Le port du masque et la communication des personnes sourdes

Les masques :
Face au Covid-19 et au dé-confinement, les pouvoirs publics ont organisé des mesures sanitaires en conseillant ou édictant le port du masque pour en freiner sa propagation, plus ou moins associé à une distanciation sociale. Ces masques à usage unique, produits en masse, sont pour la majorité opaques, occultant la partie basse du visage, comprenant le nez, la bouche et le menton. Et leur généralisation dans le contexte pandémique exponentiel (avec une offre élargie au niveau matières, ergonomie, transparence, confort, écologie) a entraîné un bouleversement et une redéfinition des rapports humains au niveau communication pour le grand public.
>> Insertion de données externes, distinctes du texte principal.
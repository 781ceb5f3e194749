//! Tracker actor: serializes frames and control events over one queue
//!
//! Frame processing and control handling are mutually exclusive critical
//! sections over the lifecycle state. Rather than locking, everything is
//! funneled through a single bounded mpsc queue consumed by one task that
//! owns the [`SetLifecycle`] outright. One frame is fully reconciled,
//! including synthesized multi-rep events, before the next message is
//! taken, so rep-index assignment is deterministic and serial.

pub mod lifecycle;
pub mod reconcile;
pub mod tempo;

pub use lifecycle::{ClosedSet, SetLifecycle};
pub use reconcile::{CounterRegression, FrameOutcome, RepObservation};
pub use tempo::TempoAccumulator;

use std::time::Instant;

use chrono::{DateTime, Utc};
use repsense_common::{db, time, TelemetryFrame};
use serde::Serialize;
use sqlx::SqlitePool;
use tokio::sync::{mpsc, oneshot};
use tokio::task::JoinHandle;
use tracing::{debug, info, warn};

use crate::error::{Error, Result};
use crate::publish::Publisher;

/// Messages funneled into the tracker task
#[derive(Debug)]
enum TrackerMsg {
    Frame(TelemetryFrame),
    EngineStopped,
    StartSet {
        req: StartSetRequest,
        reply: oneshot::Sender<Result<StartedSet>>,
    },
    EndSet {
        req: EndSetRequest,
        reply: oneshot::Sender<Option<ClosedSet>>,
    },
    Status {
        reply: oneshot::Sender<TrackerStatus>,
    },
}

/// "start set" control message payload
#[derive(Debug, Clone, Default)]
pub struct StartSetRequest {
    pub exercise_name: Option<String>,
    pub target_reps: Option<i64>,
    pub client_ts: Option<DateTime<Utc>>,
}

/// "end set" control message payload
#[derive(Debug, Clone, Default)]
pub struct EndSetRequest {
    /// Rep count as seen by the display client
    pub reps_observed: Option<i64>,
    pub client_ts: Option<DateTime<Utc>>,
}

/// Reply to a successful "start set"
#[derive(Debug, Clone)]
pub struct StartedSet {
    pub set_id: i64,
    /// Summary of a prior set that was still open and got auto-closed
    pub auto_closed: Option<ClosedSet>,
}

/// Lifecycle snapshot for the status surface
#[derive(Debug, Clone, Serialize)]
pub struct TrackerStatus {
    pub session_id: i64,
    pub engine_running: bool,
    pub last_counter: Option<i64>,
    pub active_set: Option<ActiveSetStatus>,
}

#[derive(Debug, Clone, Serialize)]
pub struct ActiveSetStatus {
    pub set_id: i64,
    pub reps_recorded: i64,
}

/// Cloneable handle for submitting frames and control requests.
#[derive(Clone)]
pub struct TrackerHandle {
    tx: mpsc::Sender<TrackerMsg>,
}

impl TrackerHandle {
    /// Queue one frame for reconciliation. Returns false once the tracker
    /// has shut down.
    pub async fn submit_frame(&self, frame: TelemetryFrame) -> bool {
        self.tx.send(TrackerMsg::Frame(frame)).await.is_ok()
    }

    /// Tell the tracker the engine's output stream ended.
    pub async fn engine_stopped(&self) {
        let _ = self.tx.send(TrackerMsg::EngineStopped).await;
    }

    pub async fn start_set(&self, req: StartSetRequest) -> Result<StartedSet> {
        let (reply, rx) = oneshot::channel();
        self.tx
            .send(TrackerMsg::StartSet { req, reply })
            .await
            .map_err(|_| Error::Internal("tracker unavailable".into()))?;
        rx.await
            .map_err(|_| Error::Internal("tracker dropped start_set reply".into()))?
    }

    pub async fn end_set(&self, req: EndSetRequest) -> Result<Option<ClosedSet>> {
        let (reply, rx) = oneshot::channel();
        self.tx
            .send(TrackerMsg::EndSet { req, reply })
            .await
            .map_err(|_| Error::Internal("tracker unavailable".into()))?;
        rx.await
            .map_err(|_| Error::Internal("tracker dropped end_set reply".into()))
    }

    pub async fn status(&self) -> Result<TrackerStatus> {
        let (reply, rx) = oneshot::channel();
        self.tx
            .send(TrackerMsg::Status { reply })
            .await
            .map_err(|_| Error::Internal("tracker unavailable".into()))?;
        rx.await
            .map_err(|_| Error::Internal("tracker dropped status reply".into()))
    }
}

/// Spawn the tracker task.
///
/// The task runs until every [`TrackerHandle`] is dropped, then drains its
/// queue and exits, dropping the publisher (and with it the persistence
/// sender) so the write queue can drain too.
pub fn spawn(
    session_id: i64,
    db_pool: SqlitePool,
    publisher: Publisher,
    counter_field: impl Into<String>,
    queue_capacity: usize,
) -> (TrackerHandle, JoinHandle<()>) {
    let (tx, rx) = mpsc::channel(queue_capacity);
    let tracker = Tracker {
        session_id,
        db_pool,
        lifecycle: SetLifecycle::new(counter_field),
        publisher,
    };
    let task = tokio::spawn(tracker.run(rx));
    (TrackerHandle { tx }, task)
}

struct Tracker {
    session_id: i64,
    db_pool: SqlitePool,
    lifecycle: SetLifecycle,
    publisher: Publisher,
}

impl Tracker {
    async fn run(mut self, mut rx: mpsc::Receiver<TrackerMsg>) {
        info!(
            session_id = self.session_id,
            counter_field = %self.lifecycle.counter_field(),
            "tracker started"
        );
        while let Some(msg) = rx.recv().await {
            match msg {
                TrackerMsg::Frame(frame) => self.handle_frame(frame),
                TrackerMsg::EngineStopped => self.handle_engine_stopped(),
                TrackerMsg::StartSet { req, reply } => {
                    let _ = reply.send(self.handle_start_set(req).await);
                }
                TrackerMsg::EndSet { req, reply } => {
                    let _ = reply.send(self.handle_end_set(req));
                }
                TrackerMsg::Status { reply } => {
                    let _ = reply.send(self.status());
                }
            }
        }
        debug!("tracker queue closed; exiting");
    }

    /// Republish the raw frame, then reconcile it against the lifecycle
    /// state.
    fn handle_frame(&mut self, frame: TelemetryFrame) {
        self.publisher.publish_frame(&frame);

        let outcome = self.lifecycle.reconcile_frame(&frame, Instant::now());

        if let Some(regression) = outcome.regression {
            warn!(
                previous = regression.previous,
                observed = regression.observed,
                "counter regression: engine restarted"
            );
            self.publisher.publish_engine_restarted(regression);
        }

        for rep in &outcome.reps {
            debug!(
                set_id = rep.set_id,
                rep_index = rep.rep_index,
                tempo_ms = rep.tempo_ms,
                "rep reconciled"
            );
            self.publisher.publish_rep(rep);
        }
    }

    fn handle_engine_stopped(&mut self) {
        self.lifecycle.set_engine_running(false);
        if let Some(set_id) = self.lifecycle.active_set_id() {
            warn!(set_id, "engine stream ended; active set receives no further reps");
        } else {
            warn!("engine stream ended");
        }
        self.publisher.publish_engine_stopped();
    }

    /// Create the set record (the store assigns the id), then activate it.
    /// A still-open prior set is auto-closed, not silently abandoned.
    async fn handle_start_set(&mut self, req: StartSetRequest) -> Result<StartedSet> {
        let created_at = req.client_ts.unwrap_or_else(time::now);
        let set_id = db::sets::create_set(
            &self.db_pool,
            self.session_id,
            req.exercise_name.as_deref(),
            req.target_reps,
            created_at,
        )
        .await
        .map_err(|e| Error::Internal(format!("failed to create set record: {e}")))?;

        let auto_closed = self.lifecycle.begin_set(set_id, Instant::now());
        if let Some(closed) = &auto_closed {
            warn!(
                prior_set_id = closed.set_id,
                "start_set while a set was active; auto-closing the prior set"
            );
            self.publisher.publish_set_ended(closed);
        }

        info!(
            set_id,
            exercise = req.exercise_name.as_deref().unwrap_or("-"),
            "set started"
        );
        self.publisher
            .publish_set_started(set_id, req.exercise_name.clone(), req.target_reps, created_at);

        Ok(StartedSet { set_id, auto_closed })
    }

    fn handle_end_set(&mut self, req: EndSetRequest) -> Option<ClosedSet> {
        match self.lifecycle.end_set(req.reps_observed) {
            Some(closed) => {
                info!(
                    set_id = closed.set_id,
                    actual_reps = closed.actual_reps,
                    avg_tempo_ms = ?closed.avg_tempo_ms,
                    "set ended"
                );
                self.publisher.publish_set_ended(&closed);
                Some(closed)
            }
            None => {
                warn!("end_set with no active set; ignoring");
                None
            }
        }
    }

    fn status(&self) -> TrackerStatus {
        TrackerStatus {
            session_id: self.session_id,
            engine_running: self.lifecycle.engine_running(),
            last_counter: self.lifecycle.last_counter(),
            active_set: self.lifecycle.active_set_id().map(|set_id| ActiveSetStatus {
                set_id,
                reps_recorded: self.lifecycle.reps_recorded().unwrap_or(0),
            }),
        }
    }
}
Quelle communication pour les personnes sourdes ?
De par leur spécificité, les personnes sourdes et malentendantes, sont sensibles aux problématiques entourant la communication : tout bouleversement à ce niveau impacte plus fortement leurs vies quotidiennes par rapport à d’autres minorités.
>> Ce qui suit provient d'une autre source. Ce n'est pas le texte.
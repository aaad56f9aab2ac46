//! Editor activity tracking.

use std::sync::atomic::{AtomicI64, Ordering};

use crate::now_ms;

/// How long after the last editor activity periodic refreshes keep running.
pub const ACTIVITY_WINDOW_MS: i64 = 10 * 60 * 1000;

/// Records the time of the last document open or change.
#[derive(Debug, Default)]
pub struct ActivityTracker {
    last_activity_ms: AtomicI64,
}

impl ActivityTracker {
    pub fn new() -> Self {
        Self::default()
    }

    /// Records activity now.
    pub fn record(&self) {
        self.record_at(now_ms());
    }

    /// Records activity at `at_ms`.
    pub fn record_at(&self, at_ms: i64) {
        self.last_activity_ms.fetch_max(at_ms, Ordering::Relaxed);
    }

    /// Returns the time of the last recorded activity (0 if none).
    pub fn last_activity_ms(&self) -> i64 {
        self.last_activity_ms.load(Ordering::Relaxed)
    }

    /// Returns `true` if activity was recorded within the window before `now_ms`.
    pub fn is_recent_at(&self, now_ms: i64) -> bool {
        let last = self.last_activity_ms();
        last > 0 && now_ms - last <= ACTIVITY_WINDOW_MS
    }
}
Les sourds utilisent essentiellement le canal visuel pour communiquer. A travers ce mode, les sourds ont la possibilité de pratiquer entre autres la langue des signes française (dite LSF), associée ou non avec la lecture labiale, utilisée pour comprendre le sens d’une phrase à travers le mouvement des lèvres (« lire sur les lèvres »), ou le langage parlé complété (LPC).
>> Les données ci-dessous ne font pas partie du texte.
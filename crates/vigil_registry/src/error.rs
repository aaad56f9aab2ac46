//! Error types for remote service calls.

use thiserror::Error;

/// Error type for calls to the metadata service or the analysis engine.
#[derive(Debug, Error)]
pub enum FetchError {
    /// Network request failed (connection, timeout, TLS, ...).
    #[error("Network error: {0}")]
    NetworkError(#[from] reqwest::Error),

    /// The service answered with a non-success status.
    #[error("HTTP error: {0}")]
    HttpError(reqwest::StatusCode),

    /// The response body could not be decoded.
    #[error("Invalid response: {0}")]
    InvalidResponse(#[from] serde_json::Error),

    /// Failed to build the HTTP client.
    #[error("Failed to build HTTP client: {0}")]
    ClientBuildError(String),
}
Mais avant tout, pour pallier au manque de son, les sourds ont recours à la palette d’expressions du visage exprimant les émotions accompagnant le discours, l’équivalent des intonations dans le langage parlé qui ne sont pas captées par les sourds, et qui permettent d’en compléter ou corriger le sens. Cette précision est importante car elle permet d’appréhender l’impact du port du masque même dans l’utilisation de la langue des signes seule entre deux signeurs. Car la LSF, qui est une langue à part entière, est structurée en cinq paramètres grammaticaux qui mettent en jeu le corps ET le visage (mouvement, orientation, configuration des mains, espace et expressions faciales indissociables du corps).
Quels obstacles ?
Une fois ce préalable posé, l’entrave représentée par le masque pour le sourd est mieux saisie : avec les masques (opaque ou non tel qu’abordé plus bas), ni lecture labiale possible, ni communication aisée en langue des signes avec la perte des expressions du visage faisant partie du signe.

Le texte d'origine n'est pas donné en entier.